Это становилось тем обязательнее, чем ближе материал к нашим дням. В области классики еще можно было работать по-иному. Но я стремилась лишь к современным темам.

Я училась в аспирантуре ИМЛИ в то самое время, когда там в библиотеке пылилась защищенная диссертация М. М. Бахтина «Франсуа Рабле и смеховая культура Возрождения» — ныне классическая работа, переведенная уже на многие языки. А я его имени никогда в ИМЛИ не слышала.

В воксовские годы возникло и укрепилось во мне высокомерное отношение к интеллигенции. Иронизировала я тогда и над моими немногочисленными товарищами по КУРСУ> которые пошли в науку. Себя-то я уж во всяком случае считала непригодной к научной деятельности, да и сама эта деятельность и деятели никакого уважения не вызывали. Впрочем, в ту науку, в которую я пришла в 1947 году, мог прийти любой, если только он не обладал свободным умом. Меня тогда свободный ум не отягощал.

Гораздо важнее, однако, не мои личные возможности, а то довольно распространенное антиинтеллигентское настроение, которое я так ненавижу в кочетовщине. Это настроение проникло в мою душу настолько глубоко, что, представляя себе человека, которого я могла бы полюбить, я твердила, как заклинание: «Только не очкарика».

Отворачивалась я от истории, от «умных» разговоров — выбрасывала то самое прекрасное, что связывало, связывает и будет связывать человека с прошлым и будущим.

Я шла против себя, против заложенного в детстве, против своей души.

В разговоре об одном поэте я услышала: «Он живет вопреки себе. Он себя коверкает, подгоняет под несвойственную форму». Это очень точно определяет мое тогдашнее состояние. Кривые, загнанные в несвойственную форму деревца вырастают уродцами, в лучшем случае — причудливыми раритетами. Нет в них радости свободного, естественного дерева.

Сейчас, пожалуй, больше всего привлекает меня в людях свобода, верность себе. Уменье найти себя. И быть верным своему предначертанию. Сумеешь, не сумеешь воплотиться — это уже иное, от тебя не зависящее, но идти по своему пути. Потому такой важной оказалась для меня книга Н. Берберовой «Курсив мой». Прежде всего умением разгадать свои знаки. И что гораздо труднее, и потому встречается гораздо реже, умением поступать в соответствии со своими знаками.

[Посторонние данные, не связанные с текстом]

//! Creation of the default configuration file.

use std::fs;
use std::path::PathBuf;

use crate::config::error::ConfigError;
use crate::config::schema::Config;
use crate::config::xdg;

/// Write a default `config.toml` at the XDG config path.
///
/// Refuses to overwrite an existing file unless `force` is set; with
/// `force`, the previous file is kept as `config.toml.bak`.
///
/// Returns the path of the created file.
pub fn create_default_config(force: bool) -> Result<PathBuf, ConfigError> {
    let path = xdg::config_path();

    if path.exists() {
        if !force {
            return Err(ConfigError::AlreadyExists { path });
        }
        let backup = path.with_extension("toml.bak");
        fs::rename(&path, &backup).map_err(|e| ConfigError::WriteError {
            path: backup,
            source: e,
        })?;
    }

    xdg::ensure_config_dir().map_err(|e| ConfigError::WriteError {
        path: path.clone(),
        source: e,
    })?;

    let content = toml::to_string_pretty(&Config::default()).map_err(|e| {
        ConfigError::SerializeError {
            message: e.to_string(),
        }
    })?;

    fs::write(&path, content).map_err(|e| ConfigError::WriteError {
        path: path.clone(),
        source: e,
    })?;

    Ok(path)
}

#[cfg(test)]
mod tests {
    use super::*;
    use serial_test::serial;

    fn with_xdg_config<F: FnOnce()>(dir: &std::path::Path, f: F) {
        let original = std::env::var("XDG_CONFIG_HOME").ok();
        std::env::set_var("XDG_CONFIG_HOME", dir);
        f();
        match original {
            Some(v) => std::env::set_var("XDG_CONFIG_HOME", v),
            None => std::env::remove_var("XDG_CONFIG_HOME"),
        }
    }

    #[test]
    #[serial]
    fn creates_config_file_with_defaults() {
        let tmp = tempfile::tempdir().expect("failed to create temp dir");
        with_xdg_config(tmp.path(), || {
            let path = create_default_config(false).expect("should create config");
            assert!(path.exists());
            let content = fs::read_to_string(&path).expect("should read back");
            let parsed: Config = toml::from_str(&content).expect("should parse");
            assert_eq!(parsed, Config::default());
        });
    }

    #[test]
    #[serial]
    fn refuses_to_overwrite_without_force() {
        let tmp = tempfile::tempdir().expect("failed to create temp dir");
        with_xdg_config(tmp.path(), || {
            create_default_config(false).expect("first create should succeed");
            let err = create_default_config(false).expect_err("second create should fail");
            assert!(matches!(err, ConfigError::AlreadyExists { .. }));
        });
    }

    #[test]
    #[serial]
    fn force_overwrites_and_keeps_backup() {
        let tmp = tempfile::tempdir().expect("failed to create temp dir");
        with_xdg_config(tmp.path(), || {
            let path = create_default_config(false).expect("first create should succeed");
            fs::write(&path, "[pool]\nmax_workers = 9\n").expect("should modify config");

            create_default_config(true).expect("forced create should succeed");

            let content = fs::read_to_string(&path).expect("should read back");
            let parsed: Config = toml::from_str(&content).expect("should parse");
            assert_eq!(parsed, Config::default());

            let backup = path.with_extension("toml.bak");
            assert!(backup.exists(), "previous config should be kept as backup");
            let backup_content = fs::read_to_string(&backup).expect("should read backup");
            assert!(backup_content.contains("max_workers = 9"));
        });
    }
}
//! Weather Tool

use async_trait::async_trait;

use agent_core::{
    tool::ParameterSchema,
    Result as CoreResult, Tool, ToolCall, ToolResult, ToolSchema,
};

use crate::state::ProverbState;

/// Current conditions at a coordinate
pub struct GetWeatherTool;

#[async_trait]
impl Tool<ProverbState> for GetWeatherTool {
    fn schema(&self) -> ToolSchema {
        ToolSchema {
            name: "get_weather".into(),
            description: "Get the current weather at a location. \
                          Use get_lat_lng first to find coordinates."
                .into(),
            parameters: vec![
                ParameterSchema::required("lat", "number", "Latitude of the location"),
                ParameterSchema::required("lng", "number", "Longitude of the location"),
            ],
            category: Some("weather".into()),
            has_side_effects: false,
        }
    }

    async fn execute(&self, state: &mut ProverbState, call: &ToolCall) -> CoreResult<ToolResult> {
        // No range check; the provider sees whatever the model sent.
        let lat: f64 = call.arg("lat")?;
        let lng: f64 = call.arg("lng")?;
        let report = state.providers().weather.current(lat, lng).await?;
        ToolResult::json("get_weather", &report)
    }
}
//! LLM Provider Strategy Pattern
//!
//! Defines a common interface for all LLM providers (Ollama, OpenAI-compatible
//! endpoints, ...) so the agent works with any backend without code changes.
//!
//! ## Usage
//!
//! ```rust,ignore
//! use agent_core::provider::{LlmProvider, GenerationOptions};
//!
//! let provider = OllamaProvider::from_config(OllamaConfig::default());
//! let response = provider.complete(&messages, &GenerationOptions::default()).await?;
//! ```

use async_trait::async_trait;
use serde::{Deserialize, Serialize};

use crate::error::Result;
use crate::message::Message;

/// Default model when none is configured
pub const DEFAULT_MODEL: &str = "llama3.2";

/// Configuration for LLM generation
#[derive(Clone, Debug, Serialize, Deserialize)]
pub struct GenerationOptions {
    /// Model identifier (e.g., "llama3.2", "gpt-4.1-mini")
    pub model: String,

    /// Temperature for sampling (0.0 = deterministic, 1.0 = creative)
    #[serde(default = "default_temperature")]
    pub temperature: f32,

    /// Maximum tokens to generate
    #[serde(default = "default_max_tokens")]
    pub max_tokens: u32,

    /// Top-p nucleus sampling
    #[serde(default = "default_top_p")]
    pub top_p: f32,

    /// Stop sequences
    #[serde(default)]
    pub stop_sequences: Vec<String>,
}

fn default_temperature() -> f32 { 0.7 }
fn default_max_tokens() -> u32 { 2048 }
fn default_top_p() -> f32 { 0.9 }

impl Default for GenerationOptions {
    fn default() -> Self {
        Self {
            model: DEFAULT_MODEL.into(),
            temperature: default_temperature(),
            max_tokens: default_max_tokens(),
            top_p: default_top_p(),
            stop_sequences: Vec::new(),
        }
    }
}

/// Response from an LLM completion
#[derive(Clone, Debug, Serialize, Deserialize)]
pub struct Completion {
    /// The generated text
    pub content: String,

    /// Model that generated this response
    pub model: String,

    /// Token usage statistics (if available)
    pub usage: Option<TokenUsage>,

    /// Finish reason
    pub finish_reason: Option<FinishReason>,
}

impl Completion {
    /// A plain text completion with no usage data
    pub fn text(model: impl Into<String>, content: impl Into<String>) -> Self {
        Self {
            content: content.into(),
            model: model.into(),
            usage: None,
            finish_reason: Some(FinishReason::Stop),
        }
    }
}

/// Token usage statistics
#[derive(Clone, Debug, Serialize, Deserialize)]
pub struct TokenUsage {
    pub prompt_tokens: u32,
    pub completion_tokens: u32,
    pub total_tokens: u32,
}

/// Reason for completion finishing
#[derive(Clone, Debug, Serialize, Deserialize, PartialEq, Eq)]
#[serde(rename_all = "snake_case")]
pub enum FinishReason {
    Stop,
    Length,
    ToolUse,
    ContentFilter,
    Error,
}

/// Information about a model
#[derive(Clone, Debug, Serialize, Deserialize)]
pub struct ModelInfo {
    pub id: String,
    pub name: String,
}

/// Strategy trait for LLM providers
///
/// Implement this trait to add support for new LLM backends.
/// The agent works exclusively through this interface.
#[async_trait]
pub trait LlmProvider: Send + Sync {
    /// Check if the provider is available and configured correctly
    async fn health_check(&self) -> Result<bool>;

    /// Generate a completion from messages
    async fn complete(
        &self,
        messages: &[Message],
        options: &GenerationOptions,
    ) -> Result<Completion>;

    /// List available models
    async fn list_models(&self) -> Result<Vec<ModelInfo>>;
}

Тогда же я стремилась к самовоспитанию, на деле оказавшемуся самоподавлением.

В 1962 году я прочитала в дневниках Ольги Берггольц родственные по духу записи: «Роман, где главное, наверное, теперь будет о праве личности на самоопределение, об ее живых и исконных правах, о ее трагедии самообуздания и даже самоуничтожения во имя великих идей» (15.11.1940). И далее: «Читаю Герцена с томящей завистью к людям его типа, к XIX веку. О, как они были свободны… А я даже здесь, в дневнике (стыдно признаться!) не записываю многих размышлений только потому, что мысль „это будет читать следователь“ преследует меня» (1.3.1940).

Я опомнилась — иначе сказать не могу — от своего антиинтеллигентского психоза еще до 1953 года. В Таллине, когда сама начала преподавать.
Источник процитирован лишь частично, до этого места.